Homotopy continuation of viscoelastic waveguide dispersion curves: from intra-manifold tracking to inter-manifold transport

Abstract

Conventional mode tracking operates in the dark: it traces dispersion branches on the non-Hermitian eigenvalue manifold using only local continuity, unaware of the global Riemann-sheet topology. When exceptional points (EPs) lie close to the real frequency axis, the eigenvector similarity that local trackers rely on degrades, and mode tracking becomes unreliable, failing silently. This paper replaces blind intra-manifold tracking with inter-manifold transport. A material attenuation parameter s in [0,1] continuously maps the target lossy problem to an auxiliary lossless one whose Hermitian eigenvalue problem yields a well-posed anchor manifold on which each dispersion branch possesses a globally unique and continuous identity.

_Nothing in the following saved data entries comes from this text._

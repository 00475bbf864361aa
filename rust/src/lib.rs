//! Rust implementation of the Planwright analysis engine.
//!
//! A project is a tree of activities. This crate derives its schedule (CPM),
//! cost and margin, crash options, supplier feasibility and what-if
//! scenarios, and exposes all of it to Python as `planwright.rust`.

// Allow clippy warning triggered by PyO3 macro expansion
#![allow(clippy::useless_conversion)]

use chrono::NaiveDateTime;
use pyo3::prelude::*;

pub mod config;
pub mod cost;
pub mod cpm;
pub mod crashing;
pub mod error;
pub mod interner;
pub mod logging;
pub mod models;
pub mod project;
pub mod scenario;
pub mod supplier_analysis;
pub mod tree;
pub mod validation;

pub use config::{AnalysisConfig, CrashStrategy};
pub use cost::{CostBreakdown, Financials};
pub use cpm::{CpmSummary, ScheduledActivity};
pub use crashing::{CrashPotential, CrashResult, CrashStep};
pub use error::EngineError;
pub use models::{
    period_minutes, Activity, Asset, HumanResource, MaterialResource, Period, Resource,
    ResourceKind, Supplier, SupplierDirectory,
};
pub use project::Project;
pub use scenario::{
    ActivityOverride, Scenario, ScenarioComparison, ScenarioResult, ScenarioRun, WhatIfEngine,
};
pub use supplier_analysis::SupplierRequirement;

/// Run the forward and backward pass, writing ES/EF/LS/LF/slack in place.
#[pyfunction]
#[pyo3(signature = (root, verbosity=0))]
fn compute_cpm(mut root: PyRefMut<'_, Activity>, verbosity: u8) {
    cpm::compute_cpm_verbose(&mut root, verbosity);
}

#[pyfunction]
fn cpm_summary(root: PyRef<'_, Activity>) -> CpmSummary {
    cpm::cpm_summary(&root)
}

/// Zero-slack activities in pre-order. Requires a prior `compute_cpm`.
#[pyfunction]
fn critical_path(root: PyRef<'_, Activity>) -> Vec<Activity> {
    cpm::critical_path(&root).into_iter().cloned().collect()
}

#[pyfunction]
fn activities_by_es(root: PyRef<'_, Activity>) -> Vec<Activity> {
    cpm::activities_by_es(&root).into_iter().cloned().collect()
}

/// Wall-clock start/end of each activity for a project starting at `project_start`.
///
/// # Raises
/// * ValueError if an activity falls outside the representable calendar
#[pyfunction]
fn schedule_dates(
    root: PyRef<'_, Activity>,
    project_start: NaiveDateTime,
) -> PyResult<Vec<ScheduledActivity>> {
    Ok(cpm::schedule_dates(&root, project_start)?)
}

#[pyfunction]
fn total_cost(root: PyRef<'_, Activity>) -> f64 {
    cost::total_cost(&root)
}

#[pyfunction]
fn cost_breakdown(root: PyRef<'_, Activity>) -> CostBreakdown {
    cost::cost_breakdown(&root)
}

#[pyfunction]
fn financials(root: PyRef<'_, Activity>, sell_price: f64) -> Financials {
    cost::financials(&root, sell_price)
}

/// Shorten the project as much as `budget` allows.
///
/// # Raises
/// * ValueError if the configured crash strategy is unknown
#[pyfunction]
#[pyo3(signature = (root, budget, config=None))]
fn crash_with_budget(
    root: PyRef<'_, Activity>,
    budget: f64,
    config: Option<AnalysisConfig>,
) -> PyResult<CrashResult> {
    let config = config.unwrap_or_default();
    Ok(crashing::crash_with_budget(&root, budget, &config)?)
}

/// Cheapest way to save `target_minutes`.
///
/// # Raises
/// * ValueError if the configured crash strategy is unknown
#[pyfunction]
#[pyo3(signature = (root, target_minutes, config=None))]
fn crash_to_save_time(
    root: PyRef<'_, Activity>,
    target_minutes: i64,
    config: Option<AnalysisConfig>,
) -> PyResult<CrashResult> {
    let config = config.unwrap_or_default();
    Ok(crashing::crash_to_save_time(&root, target_minutes, &config)?)
}

#[pyfunction]
fn max_crash_potential(root: PyRef<'_, Activity>) -> CrashPotential {
    crashing::max_crash_potential(&root)
}

/// Supplier demand for producing `production_target` units per `target_period`.
///
/// # Raises
/// * ValueError if `target_period` is not a known period name
#[pyfunction]
#[pyo3(signature = (root, production_target, target_period, config=None))]
fn supplier_requirements(
    root: PyRef<'_, Activity>,
    production_target: f64,
    target_period: &str,
    config: Option<AnalysisConfig>,
) -> PyResult<Vec<SupplierRequirement>> {
    let period: Period = target_period.parse()?;
    let config = config.unwrap_or_default();
    Ok(supplier_analysis::calculate_supplier_requirements(
        &root,
        production_target,
        period,
        &config,
    ))
}

#[pyfunction]
fn validate_supplier_usage(root: PyRef<'_, Activity>) -> PyResult<()> {
    Ok(supplier_analysis::validate_supplier_usage(&root)?)
}

/// # Raises
/// * ValueError describing every problem found
#[pyfunction]
fn validate(root: PyRef<'_, Activity>) -> PyResult<()> {
    Ok(validation::validate(&root)?)
}

#[pyfunction]
fn clone_activity(root: PyRef<'_, Activity>) -> Activity {
    scenario::clone_activity(&root)
}

/// Evaluate one scenario. Returns the modified tree and its summary.
#[pyfunction]
#[pyo3(signature = (base, scenario, config=None))]
fn run_scenario(
    base: PyRef<'_, Activity>,
    scenario: PyRef<'_, Scenario>,
    config: Option<AnalysisConfig>,
) -> (Activity, ScenarioResult) {
    let engine = WhatIfEngine::new(&base, config.unwrap_or_default());
    let run = engine.run_scenario(&scenario);
    (run.tree, run.result)
}

/// Evaluate scenarios independently against `base`, in parallel, results in
/// input order.
#[pyfunction]
#[pyo3(signature = (base, scenarios, config=None))]
fn run_scenarios(
    py: Python<'_>,
    base: PyRef<'_, Activity>,
    scenarios: Vec<Scenario>,
    config: Option<AnalysisConfig>,
) -> Vec<ScenarioResult> {
    let base = Activity::clone(&base);
    let config = config.unwrap_or_default();
    py.allow_threads(|| {
        WhatIfEngine::new(&base, config)
            .run_scenarios_concurrently(&scenarios)
            .into_iter()
            .map(|run| run.result)
            .collect()
    })
}

#[pyfunction]
fn compare_scenarios(results: Vec<ScenarioResult>) -> Option<ScenarioComparison> {
    scenario::compare(&results)
}

/// The planwright.rust Python module.
#[pymodule]
fn rust(m: &Bound<'_, PyModule>) -> PyResult<()> {
    // Core data types
    m.add_class::<Activity>()?;
    m.add_class::<HumanResource>()?;
    m.add_class::<MaterialResource>()?;
    m.add_class::<Asset>()?;
    m.add_class::<Supplier>()?;
    m.add_class::<Period>()?;
    m.add_class::<Project>()?;

    // Config types
    m.add_class::<AnalysisConfig>()?;

    // Results
    m.add_class::<CpmSummary>()?;
    m.add_class::<ScheduledActivity>()?;
    m.add_class::<CostBreakdown>()?;
    m.add_class::<Financials>()?;
    m.add_class::<CrashPotential>()?;
    m.add_class::<CrashStep>()?;
    m.add_class::<CrashResult>()?;
    m.add_class::<SupplierRequirement>()?;

    // Scenarios
    m.add_class::<ActivityOverride>()?;
    m.add_class::<Scenario>()?;
    m.add_class::<ScenarioResult>()?;
    m.add_class::<ScenarioComparison>()?;

    // Algorithms
    m.add_function(wrap_pyfunction!(compute_cpm, m)?)?;
    m.add_function(wrap_pyfunction!(cpm_summary, m)?)?;
    m.add_function(wrap_pyfunction!(critical_path, m)?)?;
    m.add_function(wrap_pyfunction!(activities_by_es, m)?)?;
    m.add_function(wrap_pyfunction!(schedule_dates, m)?)?;
    m.add_function(wrap_pyfunction!(total_cost, m)?)?;
    m.add_function(wrap_pyfunction!(cost_breakdown, m)?)?;
    m.add_function(wrap_pyfunction!(financials, m)?)?;
    m.add_function(wrap_pyfunction!(crash_with_budget, m)?)?;
    m.add_function(wrap_pyfunction!(crash_to_save_time, m)?)?;
    m.add_function(wrap_pyfunction!(max_crash_potential, m)?)?;
    m.add_function(wrap_pyfunction!(supplier_requirements, m)?)?;
    m.add_function(wrap_pyfunction!(validate_supplier_usage, m)?)?;
    m.add_function(wrap_pyfunction!(validate, m)?)?;
    m.add_function(wrap_pyfunction!(clone_activity, m)?)?;
    m.add_function(wrap_pyfunction!(run_scenario, m)?)?;
    m.add_function(wrap_pyfunction!(run_scenarios, m)?)?;
    m.add_function(wrap_pyfunction!(compare_scenarios, m)?)?;

    Ok(())
}
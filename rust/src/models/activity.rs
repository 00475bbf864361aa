//! The activity tree node.

use pyo3::prelude::*;

use super::resource::{Asset, HumanResource, MaterialResource, Resource};

/// A node of the project tree.
///
/// An activity is composed of its sub-activities: it can only start once all
/// of them have finished. Children are owned by their parent; `parent_id` and
/// `next` are trace links back to the parent and carry no ownership.
///
/// `Clone` shares supplier associations with the source. Use
/// [`crate::scenario::clone_activity`] for a copy that shares nothing.
#[pyclass]
#[derive(Clone, Debug, Default)]
pub struct Activity {
    #[pyo3(get, set)]
    pub id: String,
    #[pyo3(get, set)]
    pub name: String,
    #[pyo3(get, set)]
    pub description: String,
    /// Duration in minutes.
    #[pyo3(get, set)]
    pub duration: i64,
    /// Shortest duration reachable by crashing, in minutes.
    #[pyo3(get, set)]
    pub min_duration: i64,
    /// Cost per minute saved when crashing this activity.
    #[pyo3(get, set)]
    pub crash_cost_step: f64,
    #[pyo3(get, set)]
    pub human_resources: Vec<HumanResource>,
    #[pyo3(get, set)]
    pub material_resources: Vec<MaterialResource>,
    #[pyo3(get, set)]
    pub assets: Vec<Asset>,
    #[pyo3(get, set)]
    pub sub_activities: Vec<Activity>,
    /// IDs of the activities this one was attached to.
    #[pyo3(get, set)]
    pub next: Vec<String>,
    #[pyo3(get, set)]
    pub parent_id: Option<String>,

    // Written by the CPM engine.
    #[pyo3(get)]
    pub es: i64,
    #[pyo3(get)]
    pub ef: i64,
    #[pyo3(get)]
    pub ls: i64,
    #[pyo3(get)]
    pub lf: i64,
    #[pyo3(get)]
    pub slack: i64,
}

impl Activity {
    /// Create an activity that cannot be crashed (`min_duration == duration`).
    pub fn new(id: impl Into<String>, name: impl Into<String>, duration: i64) -> Self {
        Self {
            id: id.into(),
            name: name.into(),
            duration,
            min_duration: duration,
            ..Self::default()
        }
    }

    pub fn with_description(mut self, description: impl Into<String>) -> Self {
        self.description = description.into();
        self
    }

    /// Allow crashing down to `min_duration` at `crash_cost_step` per minute.
    pub fn with_crash(mut self, min_duration: i64, crash_cost_step: f64) -> Self {
        self.min_duration = min_duration;
        self.crash_cost_step = crash_cost_step;
        self
    }

    pub fn with_human(mut self, resource: HumanResource) -> Self {
        self.human_resources.push(resource);
        self
    }

    pub fn with_material(mut self, resource: MaterialResource) -> Self {
        self.material_resources.push(resource);
        self
    }

    pub fn with_asset(mut self, resource: Asset) -> Self {
        self.assets.push(resource);
        self
    }

    pub fn with_sub_activity(mut self, child: Activity) -> Self {
        self.add_sub_activity(child);
        self
    }

    /// Attach a child, recording this activity as its parent.
    pub fn add_sub_activity(&mut self, mut child: Activity) {
        child.parent_id = Some(self.id.clone());
        if !child.next.contains(&self.id) {
            child.next.push(self.id.clone());
        }
        self.sub_activities.push(child);
    }

    #[inline]
    pub fn is_leaf(&self) -> bool {
        self.sub_activities.is_empty()
    }

    /// Zero slack. Only meaningful after CPM has run.
    #[inline]
    pub fn is_critical(&self) -> bool {
        self.slack == 0
    }

    /// Minutes that crashing could remove from this activity.
    #[inline]
    pub fn crashable_minutes(&self) -> i64 {
        (self.duration - self.min_duration).max(0)
    }

    /// Find an activity by ID in this subtree (pre-order).
    pub fn find(&self, id: &str) -> Option<&Activity> {
        if self.id == id {
            return Some(self);
        }
        self.sub_activities.iter().find_map(|child| child.find(id))
    }

    pub fn find_mut(&mut self, id: &str) -> Option<&mut Activity> {
        if self.id == id {
            return Some(self);
        }
        self.sub_activities
            .iter_mut()
            .find_map(|child| child.find_mut(id))
    }

    /// This activity's own resources: humans, then materials, then assets.
    pub fn resources(&self) -> impl Iterator<Item = &dyn Resource> + '_ {
        self.human_resources
            .iter()
            .map(|r| r as &dyn Resource)
            .chain(self.material_resources.iter().map(|r| r as &dyn Resource))
            .chain(self.assets.iter().map(|r| r as &dyn Resource))
    }

    pub fn resources_mut(&mut self) -> impl Iterator<Item = &mut dyn Resource> + '_ {
        self.human_resources
            .iter_mut()
            .map(|r| r as &mut dyn Resource)
            .chain(
                self.material_resources
                    .iter_mut()
                    .map(|r| r as &mut dyn Resource),
            )
            .chain(self.assets.iter_mut().map(|r| r as &mut dyn Resource))
    }

    pub fn resource_count(&self) -> usize {
        self.human_resources.len() + self.material_resources.len() + self.assets.len()
    }
}

#[pymethods]
impl Activity {
    #[new]
    #[pyo3(signature = (id, name, duration, min_duration=None, crash_cost_step=0.0, description=String::new()))]
    fn py_new(
        id: String,
        name: String,
        duration: i64,
        min_duration: Option<i64>,
        crash_cost_step: f64,
        description: String,
    ) -> Self {
        let activity = Self::new(id, name, duration).with_description(description);
        let floor = min_duration.unwrap_or(activity.min_duration);
        activity.with_crash(floor, crash_cost_step)
    }

    #[pyo3(name = "add_sub_activity")]
    fn py_add_sub_activity(&mut self, child: Activity) {
        self.add_sub_activity(child);
    }

    #[pyo3(name = "is_critical")]
    fn py_is_critical(&self) -> bool {
        self.is_critical()
    }

    fn __repr__(&self) -> String {
        format!(
            "Activity(id={:?}, name={:?}, duration={}, children={}, resources={})",
            self.id,
            self.name,
            self.duration,
            self.sub_activities.len(),
            self.resource_count()
        )
    }
}

#[cfg(test)]
mod tests {
    use super::*;

    #[test]
    fn test_new_activity_is_not_crashable() {
        let a = Activity::new("1", "dig", 30);
        assert_eq!(a.min_duration, 30);
        assert_eq!(a.crashable_minutes(), 0);
        assert!(a.is_leaf());
    }

    #[test]
    fn test_add_sub_activity_records_parent() {
        let root = Activity::new("1", "house", 10)
            .with_sub_activity(Activity::new("2", "walls", 20))
            .with_sub_activity(Activity::new("3", "roof", 5));

        assert_eq!(root.sub_activities.len(), 2);
        for child in &root.sub_activities {
            assert_eq!(child.parent_id.as_deref(), Some("1"));
            assert_eq!(child.next, vec!["1".to_string()]);
        }
        assert!(root.parent_id.is_none());
    }

    #[test]
    fn test_find_descends_tree() {
        let mut root = Activity::new("1", "house", 10).with_sub_activity(
            Activity::new("2", "walls", 20).with_sub_activity(Activity::new("3", "bricks", 5)),
        );

        assert_eq!(root.find("3").map(|a| a.name.as_str()), Some("bricks"));
        assert!(root.find("9").is_none());

        root.find_mut("3").unwrap().duration = 7;
        assert_eq!(root.find("3").unwrap().duration, 7);
    }

    #[test]
    fn test_resources_iterate_in_kind_order() {
        let a = Activity::new("1", "pour", 60)
            .with_asset(Asset::new("mixer", 50.0, 1.0).unwrap())
            .with_material(MaterialResource::new("cement", 8.0, 10.0).unwrap())
            .with_human(HumanResource::new("mason", 30.0, 2.0).unwrap());

        let labels: Vec<&str> = a.resources().map(|r| r.label()).collect();
        assert_eq!(labels, vec!["mason", "cement", "mixer"]);
        assert_eq!(a.resource_count(), 3);
    }
}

These identities are defined once on the elastic anchor and then transported to the viscoelastic target via predictor-corrector homotopy continuation; as long as the path avoids all EPs, branch identity is preserved throughout the transport. For any mode pair whose EPs have not crossed the real frequency axis (Type I), the transported identities are inherited automatically. In contrast, when an EP crosses the real axis and becomes Type II, the topology differs from the elastic anchor and a label swap is required. The framework is validated on symmetric and unsymmetric laminates, with most cases at loss factors of 0.003 to 0.02; for all Type I pairs in these cases the identities are inherited without alteration. For a challenging unsymmetric laminate at 0.05, several EP pairs have become Type II, yet the homotopy transport still produces numerically accurate solutions. Two diagnostic signatures--an extremely sharp imaginary-part crossing and a marked discrepancy between spectral group velocity and energy flux velocity--identify where the underlying EP topology demands a label swap.